After due and careful consideration, the Directors are of the opinion that, taking into account the expected financial resources available to the Group including the internally generated funds and the available facilities, the Group has sufficient working capital for its present requirements that is for at least the next 12 months from the date of this circular.
FINANCIAL AND TRADING PROSPECTS
Looking ahead, the second half of 2019 will see global economic fluctuation and the further increase in downward pressure on domestic economy. Despite the external challenges, the Group will maintain its strategic theme of "Reform and Restructure, Focus and Breakthrough, and Value Growth," with an aim to seize market opportunities and enhance the order acquisition capability, accelerate market expansion and project execution, strive to optimize the product structure and adjust the customer structure, as well as speed up the operational improvement of or withdrawal from loss-making businesses.
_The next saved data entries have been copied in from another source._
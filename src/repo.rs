use async_trait::async_trait;

use crate::models::*;

#[derive(thiserror::Error, Debug)]
pub enum RepoError {
    #[error("not found")]
    NotFound,
    #[error("storage failure: {0}")]
    Internal(String),
}

pub type RepoResult<T> = Result<T, RepoError>;

/// Filter predicates for report listings. The page query and the count query
/// consume the exact same set, so the pagination totals always agree with
/// the rows (the in-memory backend applies `matches`, the SQL backend
/// renders the same three constraints through `pg::push_where`).
#[derive(Debug, Clone, Default)]
pub struct ReportFilter {
    pub category: Option<String>,
    pub verified: Option<bool>,
    pub search: Option<String>,
}

impl ReportFilter {
    pub fn matches(&self, report: &Report) -> bool {
        if let Some(category) = &self.category {
            if report.category != *category {
                return false;
            }
        }
        if let Some(verified) = self.verified {
            if report.verified != verified {
                return false;
            }
        }
        if let Some(search) = &self.search {
            let needle = search.to_lowercase();
            if !report.title.to_lowercase().contains(&needle)
                && !report.caption.to_lowercase().contains(&needle)
            {
                return false;
            }
        }
        true
    }
}

/// Escape LIKE/ILIKE wildcards so search terms always match literally,
/// the same way the in-memory substring check treats them.
pub fn escape_like(term: &str) -> String {
    term.replace('\\', "\\\\")
        .replace('%', "\\%")
        .replace('_', "\\_")
}

/// 1-indexed pagination window.
#[derive(Debug, Clone, Copy)]
pub struct Page {
    pub page: u32,
    pub limit: u32,
}

impl Page {
    pub fn from_params(page: Option<u32>, limit: Option<u32>) -> Self {
        Self {
            page: page.unwrap_or(1).max(1),
            limit: limit.unwrap_or(10).clamp(1, 100),
        }
    }

    pub fn offset(self) -> i64 {
        (self.page as i64 - 1) * self.limit as i64
    }

    pub fn has_more(self, total: i64) -> bool {
        total > self.page as i64 * self.limit as i64
    }
}

#[async_trait]
pub trait ReportRepo: Send + Sync {
    async fn create_report(&self, new: NewReport) -> RepoResult<Report>;
    async fn get_report(&self, id: Id) -> RepoResult<Report>;
    /// Returns the requested page (created_at descending) and the total row
    /// count under the same filter.
    async fn list_reports(&self, filter: &ReportFilter, page: Page)
        -> RepoResult<(Vec<Report>, i64)>;
    async fn increment_map_views(&self, id: Id) -> RepoResult<()>;
    async fn increment_alerts(&self, id: Id) -> RepoResult<()>;
}

#[async_trait]
pub trait CommentRepo: Send + Sync {
    /// Comments for a report, created_at ascending, with replies attached.
    async fn list_comments(&self, report_id: Id) -> RepoResult<Vec<Comment>>;
    /// Inserts the comment and bumps the report's comment counter as one
    /// atomic unit.
    async fn create_comment(&self, new: NewComment) -> RepoResult<Comment>;
    async fn create_reply(&self, new: NewReply) -> RepoResult<Reply>;
}
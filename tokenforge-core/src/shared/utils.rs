//! Utility functions for the deployment pipeline
//!
//! Chain id formatting, address checks and display conversions.

use crate::shared::constants::ADDRESS_HEX_LENGTH;
use crate::shared::error::DeployError;
use base64::engine::general_purpose::STANDARD;
use base64::Engine;
use ethers::types::U256;

/// Generate a unique ID
pub fn generate_id() -> String {
    uuid::Uuid::new_v4().to_string()
}

/// Format a chain id the way wallet providers expect it (`0x61`)
pub fn chain_id_to_hex(chain_id: u64) -> String {
    format!("0x{:x}", chain_id)
}

/// Validate Ethereum address format
pub fn validate_ethereum_address(address: &str) -> Result<(), DeployError> {
    if !address.starts_with("0x") {
        return Err(DeployError::validation("Address must start with 0x"));
    }

    if address.len() != ADDRESS_HEX_LENGTH {
        return Err(DeployError::validation("Address must be 42 characters long"));
    }

    if !address[2..].chars().all(|c| c.is_ascii_hexdigit()) {
        return Err(DeployError::validation("Address contains invalid hex characters"));
    }

    Ok(())
}

/// Convert hex string to bytes
pub fn hex_to_bytes(hex: &str) -> Result<Vec<u8>, DeployError> {
    let hex = hex.trim().trim_start_matches("0x");
    Ok(hex::decode(hex)?)
}

/// Convert an amount in the smallest unit to the native currency unit.
///
/// Exact decimal conversion, trailing zeros trimmed (`1.500000` -> `1.5`).
pub fn format_native(amount: U256, decimals: u32) -> Result<String, DeployError> {
    let formatted = ethers::utils::format_units(amount, decimals)
        .map_err(|e| DeployError::validation(format!("Amount conversion failed: {}", e)))?;
    if !formatted.contains('.') {
        return Ok(formatted);
    }
    let trimmed = formatted.trim_end_matches('0').trim_end_matches('.');
    Ok(trimmed.to_string())
}

/// Encode a logo file as a `data:` URL
pub fn logo_data_url(file_name: &str, bytes: &[u8]) -> String {
    let extension = file_name.rsplit('.').next().unwrap_or_default().to_ascii_lowercase();
    let mime = match extension.as_str() {
        "png" => "image/png",
        "jpg" | "jpeg" => "image/jpeg",
        "gif" => "image/gif",
        "svg" => "image/svg+xml",
        "webp" => "image/webp",
        _ => "application/octet-stream",
    };
    format!("data:{};base64,{}", mime, STANDARD.encode(bytes))
}
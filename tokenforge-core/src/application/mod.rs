//! Application layer - the deployment flow
//!
//! Orchestrates the core stages over the domain and infrastructure layers.

pub mod pipeline;

pub use pipeline::*;
//! Artifact source implementations
//!
//! Documents are read from a local directory or fetched from a static HTTP
//! location.

use crate::domain::repositories::ArtifactSource;
use crate::shared::error::DeployError;
use async_trait::async_trait;
use reqwest::Client;
use serde_json::Value;
use std::path::PathBuf;

/// Reads documents from files in a directory
pub struct DirectoryArtifactSource {
    root: PathBuf,
}

impl DirectoryArtifactSource {
    pub fn new(root: impl Into<PathBuf>) -> Self {
        Self { root: root.into() }
    }
}

#[async_trait]
impl ArtifactSource for DirectoryArtifactSource {
    async fn fetch(&self, name: &str) -> Result<Value, DeployError> {
        let path = self.root.join(name);
        let data = tokio::fs::read(&path)
            .await
            .map_err(|e| DeployError::artifact(format!("Failed to read {}: {}", path.display(), e)))?;
        serde_json::from_slice(&data)
            .map_err(|e| DeployError::artifact(format!("Invalid JSON in {}: {}", path.display(), e)))
    }

    fn location(&self) -> String {
        self.root.display().to_string()
    }
}

/// Fetches documents relative to a base URL
pub struct HttpArtifactSource {
    client: Client,
    base_url: String,
}

impl HttpArtifactSource {
    pub fn new(base_url: impl Into<String>) -> Self {
        Self {
            client: Client::new(),
            base_url: base_url.into(),
        }
    }

    pub fn document_url(&self, name: &str) -> String {
        format!("{}/{}", self.base_url.trim_end_matches('/'), name.trim_start_matches('/'))
    }
}

#[async_trait]
impl ArtifactSource for HttpArtifactSource {
    async fn fetch(&self, name: &str) -> Result<Value, DeployError> {
        let url = self.document_url(name);
        let response = self
            .client
            .get(&url)
            .send()
            .await
            .map_err(|e| DeployError::artifact(format!("Failed to fetch {}: {}", url, e)))?;
        if !response.status().is_success() {
            return Err(DeployError::artifact(format!("Failed to fetch {}: HTTP {}", url, response.status())));
        }
        response
            .json::<Value>()
            .await
            .map_err(|e| DeployError::artifact(format!("Invalid JSON from {}: {}", url, e)))
    }

    fn location(&self) -> String {
        self.base_url.clone()
    }
}

/// Pick a source from a configured location: `http(s)://` URLs are fetched,
/// anything else is treated as a directory.
pub fn source_for(location: &str) -> Box<dyn ArtifactSource> {
    if location.starts_with("http://") || location.starts_with("https://") {
        Box::new(HttpArtifactSource::new(location))
    } else {
        Box::new(DirectoryArtifactSource::new(location))
    }
}
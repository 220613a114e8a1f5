//! JSON-RPC wallet provider
//!
//! Speaks the EIP-1193 method set to a wallet endpoint (a browser wallet
//! bridge or a node managing unlocked accounts) through an `ethers` provider.

use super::{DeploymentReceipt, DeploymentRequest, ProviderError, ProviderEvent, WalletProvider};
use crate::shared::constants::{DEFAULT_CONFIRMATIONS, EVENT_CHANNEL_CAPACITY};
use crate::shared::error::DeployError;
use crate::shared::types::{Address, Bytes, GasUnits, Wei};
use async_trait::async_trait;
use ethers::providers::{Http, JsonRpcClient, Middleware, Provider};
use ethers::types::transaction::eip2718::TypedTransaction;
use ethers::types::{TransactionRequest, U256};
use serde_json::{json, Value};
use tokio::sync::broadcast;

pub struct RpcWalletProvider<P = Http> {
    provider: Provider<P>,
    confirmations: usize,
    events: broadcast::Sender<ProviderEvent>,
}

impl RpcWalletProvider<Http> {
    /// Create a provider for an HTTP JSON-RPC endpoint
    pub fn connect(rpc_url: &str) -> Result<Self, DeployError> {
        let provider = Provider::<Http>::try_from(rpc_url)
            .map_err(|e| DeployError::config(format!("Failed to create HTTP provider for {}: {}", rpc_url, e)))?;
        Ok(Self::new(provider))
    }
}

impl<P: JsonRpcClient> RpcWalletProvider<P> {
    pub fn new(provider: Provider<P>) -> Self {
        let (events, _) = broadcast::channel(EVENT_CHANNEL_CAPACITY);
        Self {
            provider,
            confirmations: DEFAULT_CONFIRMATIONS,
            events,
        }
    }

    /// Blocks to wait for after inclusion before a deployment counts as done
    pub fn with_confirmations(mut self, confirmations: usize) -> Self {
        self.confirmations = confirmations;
        self
    }

    /// Accounts already authorized, without prompting the user
    pub async fn accounts(&self) -> Result<Vec<Address>, ProviderError> {
        Ok(self.provider.get_accounts().await?)
    }

    /// Sender half of the event channel, used by the event watcher
    pub(crate) fn event_sender(&self) -> broadcast::Sender<ProviderEvent> {
        self.events.clone()
    }
}

#[async_trait]
impl<P: JsonRpcClient + 'static> WalletProvider for RpcWalletProvider<P> {
    async fn request_accounts(&self) -> Result<Vec<Address>, ProviderError> {
        let accounts: Vec<Address> = self.provider.request("eth_requestAccounts", ()).await?;
        Ok(accounts)
    }

    async fn chain_id(&self) -> Result<u64, ProviderError> {
        let chain_id = self.provider.get_chainid().await?;
        if chain_id > U256::from(u64::MAX) {
            return Err(ProviderError::Transport(format!("Chain id {} out of range", chain_id)));
        }
        Ok(chain_id.as_u64())
    }

    async fn switch_chain(&self, chain_id_hex: &str) -> Result<(), ProviderError> {
        let params = [json!({ "chainId": chain_id_hex })];
        let _: Value = self.provider.request("wallet_switchEthereumChain", params).await?;
        Ok(())
    }

    async fn gas_price(&self) -> Result<Wei, ProviderError> {
        Ok(self.provider.get_gas_price().await?)
    }

    async fn estimate_gas(&self, call_data: &Bytes, from: Address) -> Result<GasUnits, ProviderError> {
        let tx: TypedTransaction = TransactionRequest::new().from(from).data(call_data.clone()).into();
        Ok(self.provider.estimate_gas(&tx, None).await?)
    }

    async fn send_transaction(&self, request: DeploymentRequest) -> Result<DeploymentReceipt, ProviderError> {
        let tx = TransactionRequest::new()
            .from(request.from)
            .data(request.data)
            .gas(request.gas)
            .gas_price(request.gas_price);

        let pending = self.provider.send_transaction(tx, None).await?;
        let tx_hash = pending.tx_hash();
        log::info!("Deployment transaction submitted: {:?}", tx_hash);

        let receipt = pending
            .confirmations(self.confirmations)
            .await?
            .ok_or_else(|| ProviderError::Transport(format!("Transaction {:?} was dropped", tx_hash)))?;

        Ok(DeploymentReceipt {
            transaction_hash: receipt.transaction_hash,
            contract_address: receipt.contract_address,
            block_number: receipt.block_number.map(|n| n.as_u64()),
            gas_used: receipt.gas_used,
            status: receipt.status.map(|s| s.as_u64()),
        })
    }

    fn subscribe(&self) -> broadcast::Receiver<ProviderEvent> {
        self.events.subscribe()
    }
}
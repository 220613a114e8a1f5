//! Domain entities

pub mod token_parameters;
pub mod artifact;
pub mod session;
pub mod fee_quote;
pub mod deployment;

pub use token_parameters::*;
pub use artifact::*;
pub use session::*;
pub use fee_quote::*;
pub use deployment::*;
Meanwhile, we will further sharpen our focus on principal business and strip away the real estate business through innovative business models to achieve our whole-year operational target.
High-tech Electronic Products Business
In respect of the high-tech electronic products business, the Group will closely monitor the changes in external environment and markets, continue to improve its market share, strengthen connections with customers in its advantageous fields, reinforce the expansion of new markets and new customers, and lay a solid foundation for reserving orders for new factories. The Group will continue to optimize its product structure, and effectively integrate market expansion with customer classification management to increase customer coverage and penetration of high value-added products. Tian Ma will seize the opportunity to initiate the re-finance project in the capital market, to accelerate the phase II construction of G6 AMOLED (主動矩陣有機發光二極體面板) production line of Wuhan Tianma Microelectronics Co., Ltd. ("Wuhan Tianma") and improve the mass production capacity and quality. Shennan Circuits Co., Ltd. ("SCC") will proactively promote its project in relation to the Proposed Issuance of A share convertible bonds to further consolidate its leading position in the printed circuit boards and packaging substrate ("PCB") field.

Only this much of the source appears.